Available keys are {"parent", "regex", "depth", "stopWhenFound", "goIntoFoundFolder", "avoidFolders", "caseSensitive", "ftpConnection"}

  • parent: gives the root directory into which files or folders should be searched. If not set, the current folder (folder from which the script is launched) will be used When looking into an archive (zip file), this setting should be the path to the zip archive.

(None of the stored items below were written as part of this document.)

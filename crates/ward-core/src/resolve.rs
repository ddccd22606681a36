// SPDX-License-Identifier: PolyForm-Noncommercial-1.0.0
// Copyright (c) 2025 Sylvex. All rights reserved.

//! Effective permission resolution.
//!
//! The walk order for a user is:
//!
//! 1. the user's own permissions,
//! 2. each active sub-group in the order it was added, with everything it
//!    inherits,
//! 3. the primary group (or the scope default) with its inheritance chain.
//!
//! Inheritance is walked depth first with an explicit work stack and a
//! visited set, so cyclic documents terminate and every group contributes
//! at most once, at its first encounter.
//!
//! A local reference is looked up in the scope first and then in the
//! global namespace. Groups found in the global namespace only see other
//! global groups.
//!
//! Resolution takes shared references to the tables and never mutates them.
//! Missing groups are skipped and reported as [`Diagnostic`]s.

use std::collections::HashSet;
use std::fmt;

use crate::error::CoreResult;
use crate::group::{Group, GroupRef};
use crate::permission::{check_permission, PermissionEntry};
use crate::tables::GroupTable;
use crate::user::User;

// =============================================================================
// Diagnostics
// =============================================================================

/// A recoverable problem found during resolution.
#[derive(Debug, Clone, PartialEq, Eq)]
pub enum Diagnostic {
    /// A referenced group does not exist and was skipped.
    DanglingReference {
        /// User id or group name holding the reference.
        referrer: String,
        /// The reference that could not be resolved.
        reference: GroupRef,
    },
}

impl fmt::Display for Diagnostic {
    fn fmt(&self, f: &mut fmt::Formatter<'_>) -> fmt::Result {
        match self {
            Diagnostic::DanglingReference {
                referrer,
                reference,
            } => write!(f, "'{}' references missing group '{}'", referrer, reference),
        }
    }
}

// =============================================================================
// EffectivePermissions
// =============================================================================

/// The resolved, priority-ordered permissions of one user.
#[derive(Debug, Clone, Default, PartialEq)]
pub struct EffectivePermissions {
    entries: Vec<PermissionEntry>,
    groups: Vec<GroupRef>,
    diagnostics: Vec<Diagnostic>,
}

impl EffectivePermissions {
    /// Returns the entries, highest priority first.
    pub fn entries(&self) -> &[PermissionEntry] {
        &self.entries
    }

    /// Returns the groups that contributed, in walk order.
    pub fn groups(&self) -> &[GroupRef] {
        &self.groups
    }

    /// Returns the problems found during resolution.
    pub fn diagnostics(&self) -> &[Diagnostic] {
        &self.diagnostics
    }

    /// Returns `true` if `permission` is granted.
    pub fn has(&self, permission: &str) -> bool {
        self.check(permission).unwrap_or(false)
    }

    /// Returns the decision for `permission`, or `None` if nothing matched.
    pub fn check(&self, permission: &str) -> Option<bool> {
        check_permission(&self.entries, permission)
    }

    /// Returns the entries in their persisted text form.
    pub fn texts(&self) -> Vec<String> {
        self.entries.iter().map(PermissionEntry::text).collect()
    }
}

// =============================================================================
// Resolver
// =============================================================================

#[derive(Debug, Clone, PartialEq, Eq, Hash)]
enum Visited {
    Local(String),
    Global(String),
}

struct Frame {
    reference: GroupRef,
    referrer: String,
    global_only: bool,
}

/// Resolves users against one scope's group table and the global groups.
pub struct Resolver<'a> {
    local: &'a GroupTable,
    global: &'a GroupTable,
    now: i64,
}

impl<'a> Resolver<'a> {
    /// Creates a resolver evaluating expiry at `now` (epoch millis).
    pub fn new(local: &'a GroupTable, global: &'a GroupTable, now: i64) -> Self {
        Self { local, global, now }
    }

    /// Resolves the effective permissions of `user`.
    ///
    /// # Errors
    ///
    /// Returns [`CoreError::MissingDefaultGroup`](crate::error::CoreError)
    /// if the scope has no default group.
    pub fn resolve(&self, user: &User) -> CoreResult<EffectivePermissions> {
        let default = self.local.default_group()?;

        let mut raw: Vec<PermissionEntry> = user.permissions.active(self.now).cloned().collect();
        let mut groups = Vec::new();
        let mut diagnostics = Vec::new();
        let mut visited = HashSet::new();

        for sub in user.active_sub_groups(self.now) {
            self.walk(
                Frame {
                    reference: sub.group.clone(),
                    referrer: user.id().to_string(),
                    global_only: false,
                },
                &mut visited,
                &mut raw,
                &mut groups,
                &mut diagnostics,
            );
        }

        let primary = match user.primary_group() {
            Some(reference) if self.lookup(reference, false).is_some() => reference.clone(),
            Some(reference) => {
                diagnostics.push(Diagnostic::DanglingReference {
                    referrer: user.id().to_string(),
                    reference: reference.clone(),
                });
                GroupRef::local(default.name())
            }
            None => GroupRef::local(default.name()),
        };
        self.walk(
            Frame {
                reference: primary,
                referrer: user.id().to_string(),
                global_only: false,
            },
            &mut visited,
            &mut raw,
            &mut groups,
            &mut diagnostics,
        );

        Ok(EffectivePermissions {
            entries: collapse(raw),
            groups,
            diagnostics,
        })
    }

    /// Resolves the permissions a single group grants, with inheritance.
    pub fn resolve_group(&self, reference: &GroupRef) -> EffectivePermissions {
        let mut raw = Vec::new();
        let mut groups = Vec::new();
        let mut diagnostics = Vec::new();
        self.walk(
            Frame {
                reference: reference.clone(),
                referrer: reference.to_document(),
                global_only: false,
            },
            &mut HashSet::new(),
            &mut raw,
            &mut groups,
            &mut diagnostics,
        );
        EffectivePermissions {
            entries: collapse(raw),
            groups,
            diagnostics,
        }
    }

    fn lookup(&self, reference: &GroupRef, global_only: bool) -> Option<(Visited, &'a Group)> {
        let name = reference.name();
        let global = || {
            self.global
                .get(name)
                .map(|g| (Visited::Global(g.key()), g))
        };
        match reference {
            GroupRef::Local(_) if !global_only => self
                .local
                .get(name)
                .map(|g| (Visited::Local(g.key()), g))
                .or_else(global),
            _ => global(),
        }
    }

    fn walk(
        &self,
        start: Frame,
        visited: &mut HashSet<Visited>,
        raw: &mut Vec<PermissionEntry>,
        groups: &mut Vec<GroupRef>,
        diagnostics: &mut Vec<Diagnostic>,
    ) {
        let mut stack = vec![start];

        while let Some(frame) = stack.pop() {
            let Some((key, group)) = self.lookup(&frame.reference, frame.global_only) else {
                tracing::trace!(
                    referrer = %frame.referrer,
                    reference = %frame.reference,
                    "Skipping missing group"
                );
                diagnostics.push(Diagnostic::DanglingReference {
                    referrer: frame.referrer,
                    reference: frame.reference,
                });
                continue;
            };

            let from_global = matches!(key, Visited::Global(_));
            if !visited.insert(key) {
                continue;
            }

            groups.push(if from_global {
                GroupRef::global(group.name())
            } else {
                GroupRef::local(group.name())
            });
            raw.extend(group.permissions.active(self.now).cloned());

            // Reverse push keeps declaration order on pop.
            for parent in group.inherits().iter().rev() {
                stack.push(Frame {
                    reference: parent.clone(),
                    referrer: group.name().to_string(),
                    global_only: from_global,
                });
            }
        }
    }
}

/// Drops repeated entries and grants cancelled by an earlier negation.
fn collapse(raw: Vec<PermissionEntry>) -> Vec<PermissionEntry> {
    let mut result: Vec<PermissionEntry> = Vec::with_capacity(raw.len());
    for entry in raw {
        if result.iter().any(|e| e.same_identity(&entry)) {
            continue;
        }
        if !entry.is_negated()
            && result
                .iter()
                .any(|e| e.is_negated() && e.matches(entry.node()))
        {
            continue;
        }
        result.push(entry);
    }
    result
}

// =============================================================================
// Tests
// =============================================================================

#[cfg(test)]
mod tests {
    use super::*;
    use crate::user::SubGroup;

    fn group(table: &mut GroupTable, name: &str, perms: &[&str], inherits: &[&str]) {
        let g = table.create_group(name).unwrap();
        for p in perms {
            g.add_permission(PermissionEntry::parse(p));
        }
        for i in inherits {
            g.add_inherits(GroupRef::parse(i));
        }
    }

    fn scope() -> GroupTable {
        let mut table = GroupTable::new("world");
        group(&mut table, "Guest", &["chat.talk"], &[]);
        table.set_default_group("Guest").unwrap();
        table
    }

    #[test]
    fn test_cycle_terminates() {
        let mut local = scope();
        group(&mut local, "A", &["a.perm"], &["B"]);
        group(&mut local, "B", &["b.perm"], &["A"]);
        let global = GroupTable::new("global");

        let mut user = User::new("Steve");
        user.set_primary_group(Some(GroupRef::local("A")));

        let effective = Resolver::new(&local, &global, 0).resolve(&user).unwrap();
        assert_eq!(effective.texts(), vec!["a.perm", "b.perm"]);
        assert_eq!(effective.groups().len(), 2);
        assert!(effective.diagnostics().is_empty());
    }

    #[test]
    fn test_walk_order_and_negation() {
        let mut local = scope();
        group(&mut local, "Member", &["build.*"], &["Guest"]);
        group(&mut local, "Jail", &["-build.*", "-chat.talk"], &[]);
        let global = GroupTable::new("global");

        let mut user = User::new("Steve");
        user.add_permission(PermissionEntry::parse("build.place"));
        user.set_primary_group(Some(GroupRef::local("Member")));
        user.add_sub_group(SubGroup::new(GroupRef::local("Jail")));

        let effective = Resolver::new(&local, &global, 0).resolve(&user).unwrap();
        assert!(effective.has("build.place"));
        assert!(!effective.has("build.break"));
        assert!(!effective.has("chat.talk"));
        assert_eq!(
            effective.groups(),
            &[
                GroupRef::local("Jail"),
                GroupRef::local("Member"),
                GroupRef::local("Guest")
            ]
        );
        assert!(!effective.texts().contains(&"build.*".to_string()));
    }

    #[test]
    fn test_expired_sub_group_is_ignored() {
        let mut local = scope();
        group(&mut local, "Vip", &["fly"], &[]);
        let global = GroupTable::new("global");

        let mut user = User::new("Steve");
        user.add_sub_group(SubGroup::timed(GroupRef::local("Vip"), 100));

        let resolver = Resolver::new(&local, &global, 50);
        assert!(resolver.resolve(&user).unwrap().has("fly"));
        let resolver = Resolver::new(&local, &global, 100);
        assert!(!resolver.resolve(&user).unwrap().has("fly"));
    }

    #[test]
    fn test_global_fallback_and_prefix() {
        let mut local = scope();
        group(&mut local, "Staff", &[], &["g:Mods", "Helpers"]);
        let mut global = GroupTable::new("global");
        group(&mut global, "Mods", &["kick"], &["Helpers"]);
        group(&mut global, "Helpers", &["mute"], &[]);

        let mut user = User::new("Steve");
        user.set_primary_group(Some(GroupRef::local("Staff")));

        let effective = Resolver::new(&local, &global, 0).resolve(&user).unwrap();
        assert!(effective.has("kick"));
        assert!(effective.has("mute"));
        assert!(effective.groups().contains(&GroupRef::global("Helpers")));
    }

    #[test]
    fn test_global_group_does_not_see_local_groups() {
        let mut local = scope();
        group(&mut local, "Secret", &["secret"], &[]);
        let mut global = GroupTable::new("global");
        group(&mut global, "Mods", &[], &["Secret"]);

        let mut user = User::new("Steve");
        user.set_primary_group(Some(GroupRef::global("Mods")));

        let effective = Resolver::new(&local, &global, 0).resolve(&user).unwrap();
        assert!(!effective.has("secret"));
        assert_eq!(effective.diagnostics().len(), 1);
    }

    #[test]
    fn test_dangling_primary_falls_back_to_default() {
        let local = scope();
        let global = GroupTable::new("global");

        let mut user = User::new("Steve");
        user.set_primary_group(Some(GroupRef::local("Gone")));
        user.add_sub_group(SubGroup::new(GroupRef::local("AlsoGone")));

        let effective = Resolver::new(&local, &global, 0).resolve(&user).unwrap();
        assert!(effective.has("chat.talk"));
        assert_eq!(effective.diagnostics().len(), 2);
    }

    #[test]
    fn test_missing_default_is_an_error() {
        let local = GroupTable::new("world");
        let global = GroupTable::new("global");
        let user = User::new("Steve");
        assert!(Resolver::new(&local, &global, 0).resolve(&user).is_err());
    }
}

  • regex: regular expression used to check if a file or folder is part of the search. It could be a regex expression or a list of regex expressions Default value is '.*' : it looks for any file or folder. Check your regex using regex101 for example For example if we want to list all files and folders of the parent folder, this default value may be used in association with depth=1

  • depth: depth of research. If set to 0, then files and folders are only searched in the parent folder. If set to n (n as an integer), then search goes up to the n-th subdirectory. Default value is -1, which means that search doesn't stop while there is no more subfolder.

  • stopWhenFound: as soon as a search return results complying with the regex, the search is stopped and the found files or folders are returned. Note that, even if the iterative process is stopped, the result may contain many file or folders when multiple files inside a folder comply with the regex for example.
    Default value is True.

  • goIntoFoundFolder: When False, if a folder is searched and found, does not look inside for subfolders that comply with regex. This different of stopWhenFound: it may find multiple folders but does not look into a found folder. Default value is False.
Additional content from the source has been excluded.